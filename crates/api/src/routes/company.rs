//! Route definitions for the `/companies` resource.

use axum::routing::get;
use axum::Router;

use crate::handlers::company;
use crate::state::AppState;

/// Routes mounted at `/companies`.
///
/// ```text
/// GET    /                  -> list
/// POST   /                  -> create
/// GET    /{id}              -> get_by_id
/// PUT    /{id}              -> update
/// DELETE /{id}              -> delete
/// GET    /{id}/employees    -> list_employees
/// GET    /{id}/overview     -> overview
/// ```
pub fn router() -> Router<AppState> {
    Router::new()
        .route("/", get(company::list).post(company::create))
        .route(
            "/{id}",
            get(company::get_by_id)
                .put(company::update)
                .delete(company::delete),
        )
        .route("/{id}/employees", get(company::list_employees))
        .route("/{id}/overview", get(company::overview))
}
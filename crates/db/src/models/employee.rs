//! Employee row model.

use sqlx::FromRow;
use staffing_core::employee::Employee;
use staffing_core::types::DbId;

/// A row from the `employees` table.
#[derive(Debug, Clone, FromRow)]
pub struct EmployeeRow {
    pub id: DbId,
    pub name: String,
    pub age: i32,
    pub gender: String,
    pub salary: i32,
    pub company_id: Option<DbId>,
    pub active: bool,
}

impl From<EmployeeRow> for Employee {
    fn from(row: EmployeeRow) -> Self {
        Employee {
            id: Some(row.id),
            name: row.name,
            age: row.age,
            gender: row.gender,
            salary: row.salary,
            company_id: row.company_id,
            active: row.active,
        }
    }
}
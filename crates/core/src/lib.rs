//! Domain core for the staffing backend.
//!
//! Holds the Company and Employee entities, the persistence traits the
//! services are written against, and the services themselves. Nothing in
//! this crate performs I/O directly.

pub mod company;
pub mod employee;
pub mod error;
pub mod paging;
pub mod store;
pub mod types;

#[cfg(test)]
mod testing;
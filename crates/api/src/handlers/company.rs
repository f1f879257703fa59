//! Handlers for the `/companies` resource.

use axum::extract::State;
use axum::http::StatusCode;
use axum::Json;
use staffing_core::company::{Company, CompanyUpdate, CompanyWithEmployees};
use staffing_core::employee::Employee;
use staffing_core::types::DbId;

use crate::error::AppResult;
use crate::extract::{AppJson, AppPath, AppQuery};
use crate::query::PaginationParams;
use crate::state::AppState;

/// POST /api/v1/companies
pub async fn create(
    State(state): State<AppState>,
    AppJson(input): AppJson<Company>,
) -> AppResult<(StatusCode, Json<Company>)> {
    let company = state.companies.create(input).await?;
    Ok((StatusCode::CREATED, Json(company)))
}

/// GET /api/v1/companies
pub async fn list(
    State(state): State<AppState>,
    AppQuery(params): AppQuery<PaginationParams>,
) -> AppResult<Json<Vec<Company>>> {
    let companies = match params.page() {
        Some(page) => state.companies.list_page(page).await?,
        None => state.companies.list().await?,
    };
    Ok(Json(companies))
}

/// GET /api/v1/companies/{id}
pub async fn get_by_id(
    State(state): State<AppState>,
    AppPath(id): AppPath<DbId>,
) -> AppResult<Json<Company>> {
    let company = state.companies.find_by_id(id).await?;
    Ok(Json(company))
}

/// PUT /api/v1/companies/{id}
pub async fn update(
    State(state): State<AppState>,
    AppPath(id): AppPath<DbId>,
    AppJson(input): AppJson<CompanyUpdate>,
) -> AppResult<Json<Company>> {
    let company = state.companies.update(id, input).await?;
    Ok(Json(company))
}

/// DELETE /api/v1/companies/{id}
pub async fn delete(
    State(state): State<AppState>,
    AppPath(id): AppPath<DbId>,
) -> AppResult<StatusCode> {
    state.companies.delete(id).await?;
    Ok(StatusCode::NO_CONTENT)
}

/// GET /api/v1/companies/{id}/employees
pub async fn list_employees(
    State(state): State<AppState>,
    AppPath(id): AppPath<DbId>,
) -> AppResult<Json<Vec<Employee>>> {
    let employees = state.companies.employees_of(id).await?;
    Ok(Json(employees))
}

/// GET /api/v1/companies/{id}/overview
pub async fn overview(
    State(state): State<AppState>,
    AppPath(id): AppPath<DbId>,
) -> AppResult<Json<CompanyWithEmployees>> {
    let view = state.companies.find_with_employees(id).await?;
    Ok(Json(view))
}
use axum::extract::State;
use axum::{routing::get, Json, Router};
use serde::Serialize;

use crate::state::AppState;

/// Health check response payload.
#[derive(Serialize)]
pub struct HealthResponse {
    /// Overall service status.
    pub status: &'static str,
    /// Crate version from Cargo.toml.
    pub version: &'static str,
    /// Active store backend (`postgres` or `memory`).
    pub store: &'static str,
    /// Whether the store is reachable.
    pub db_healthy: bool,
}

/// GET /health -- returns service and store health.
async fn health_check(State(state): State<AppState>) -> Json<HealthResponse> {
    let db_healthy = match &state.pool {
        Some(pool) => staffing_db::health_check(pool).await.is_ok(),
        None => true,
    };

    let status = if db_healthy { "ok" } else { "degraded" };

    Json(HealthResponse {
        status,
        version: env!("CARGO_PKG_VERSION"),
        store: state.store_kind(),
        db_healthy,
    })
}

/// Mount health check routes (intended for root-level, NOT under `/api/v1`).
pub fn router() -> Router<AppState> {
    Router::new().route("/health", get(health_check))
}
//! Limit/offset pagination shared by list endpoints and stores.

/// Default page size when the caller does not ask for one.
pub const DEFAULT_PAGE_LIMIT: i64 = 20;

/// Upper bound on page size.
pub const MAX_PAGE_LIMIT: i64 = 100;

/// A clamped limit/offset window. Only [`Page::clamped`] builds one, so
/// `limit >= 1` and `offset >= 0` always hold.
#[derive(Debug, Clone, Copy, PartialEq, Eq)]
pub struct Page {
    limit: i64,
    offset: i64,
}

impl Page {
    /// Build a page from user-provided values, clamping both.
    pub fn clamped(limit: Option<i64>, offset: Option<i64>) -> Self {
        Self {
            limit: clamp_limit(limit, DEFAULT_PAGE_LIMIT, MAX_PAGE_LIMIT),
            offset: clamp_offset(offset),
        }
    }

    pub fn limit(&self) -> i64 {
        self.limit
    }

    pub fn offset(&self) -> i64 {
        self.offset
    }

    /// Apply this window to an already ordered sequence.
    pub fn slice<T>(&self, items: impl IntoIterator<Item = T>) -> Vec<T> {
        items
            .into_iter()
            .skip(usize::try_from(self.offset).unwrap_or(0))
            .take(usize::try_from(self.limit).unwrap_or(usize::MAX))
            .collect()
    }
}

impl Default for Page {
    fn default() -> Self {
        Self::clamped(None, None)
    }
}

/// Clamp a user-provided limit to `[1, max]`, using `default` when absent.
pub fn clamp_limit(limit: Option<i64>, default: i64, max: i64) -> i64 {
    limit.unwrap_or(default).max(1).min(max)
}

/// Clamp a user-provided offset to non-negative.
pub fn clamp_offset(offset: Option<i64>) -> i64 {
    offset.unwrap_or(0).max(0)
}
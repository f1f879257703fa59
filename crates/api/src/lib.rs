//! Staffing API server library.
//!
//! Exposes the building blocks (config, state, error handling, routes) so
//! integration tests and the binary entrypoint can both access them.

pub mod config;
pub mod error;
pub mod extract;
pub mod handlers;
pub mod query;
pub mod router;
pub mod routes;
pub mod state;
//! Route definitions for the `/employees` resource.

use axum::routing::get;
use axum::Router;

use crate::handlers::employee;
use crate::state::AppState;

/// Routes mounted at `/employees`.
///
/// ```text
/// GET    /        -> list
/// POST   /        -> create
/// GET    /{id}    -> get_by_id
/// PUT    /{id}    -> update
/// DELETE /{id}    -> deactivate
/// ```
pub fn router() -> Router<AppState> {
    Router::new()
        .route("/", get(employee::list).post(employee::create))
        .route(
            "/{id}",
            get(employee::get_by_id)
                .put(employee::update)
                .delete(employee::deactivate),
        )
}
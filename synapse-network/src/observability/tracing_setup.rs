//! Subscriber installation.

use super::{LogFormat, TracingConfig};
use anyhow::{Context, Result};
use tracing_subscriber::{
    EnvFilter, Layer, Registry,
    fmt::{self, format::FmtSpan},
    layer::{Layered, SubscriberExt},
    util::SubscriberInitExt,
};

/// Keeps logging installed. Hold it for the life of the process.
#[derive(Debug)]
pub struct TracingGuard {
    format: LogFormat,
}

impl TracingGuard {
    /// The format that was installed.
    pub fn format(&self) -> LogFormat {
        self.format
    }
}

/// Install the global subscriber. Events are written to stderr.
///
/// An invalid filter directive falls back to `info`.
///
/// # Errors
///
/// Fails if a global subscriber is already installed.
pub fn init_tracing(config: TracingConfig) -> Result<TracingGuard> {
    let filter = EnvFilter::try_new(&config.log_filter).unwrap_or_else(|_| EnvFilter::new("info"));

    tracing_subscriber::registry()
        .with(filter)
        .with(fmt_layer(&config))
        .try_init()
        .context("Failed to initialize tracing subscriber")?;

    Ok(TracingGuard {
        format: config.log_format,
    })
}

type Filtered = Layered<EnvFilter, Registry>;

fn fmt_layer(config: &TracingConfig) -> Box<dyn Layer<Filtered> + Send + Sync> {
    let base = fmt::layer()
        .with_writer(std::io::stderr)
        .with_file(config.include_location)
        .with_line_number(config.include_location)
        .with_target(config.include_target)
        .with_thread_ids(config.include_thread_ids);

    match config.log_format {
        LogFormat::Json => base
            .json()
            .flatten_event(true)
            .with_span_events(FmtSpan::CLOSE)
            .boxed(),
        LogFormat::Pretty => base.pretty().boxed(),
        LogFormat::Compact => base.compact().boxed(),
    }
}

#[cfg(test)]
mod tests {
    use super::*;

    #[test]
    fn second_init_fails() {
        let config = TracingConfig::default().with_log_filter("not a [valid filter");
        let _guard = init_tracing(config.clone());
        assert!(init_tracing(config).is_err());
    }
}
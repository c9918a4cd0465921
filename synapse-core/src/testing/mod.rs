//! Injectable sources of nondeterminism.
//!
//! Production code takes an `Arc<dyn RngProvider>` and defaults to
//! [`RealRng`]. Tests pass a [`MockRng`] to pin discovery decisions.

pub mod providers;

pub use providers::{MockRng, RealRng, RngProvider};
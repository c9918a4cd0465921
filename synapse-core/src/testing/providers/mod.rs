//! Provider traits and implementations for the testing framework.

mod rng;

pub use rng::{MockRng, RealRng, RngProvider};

──────────

**Task item**
Every line of the records containing the word "traits" must appear in the answer.

**Written answer**
//! Holds the Company and Employee entities, the persistence traits the
//! Provider traits and implementations for the testing framework.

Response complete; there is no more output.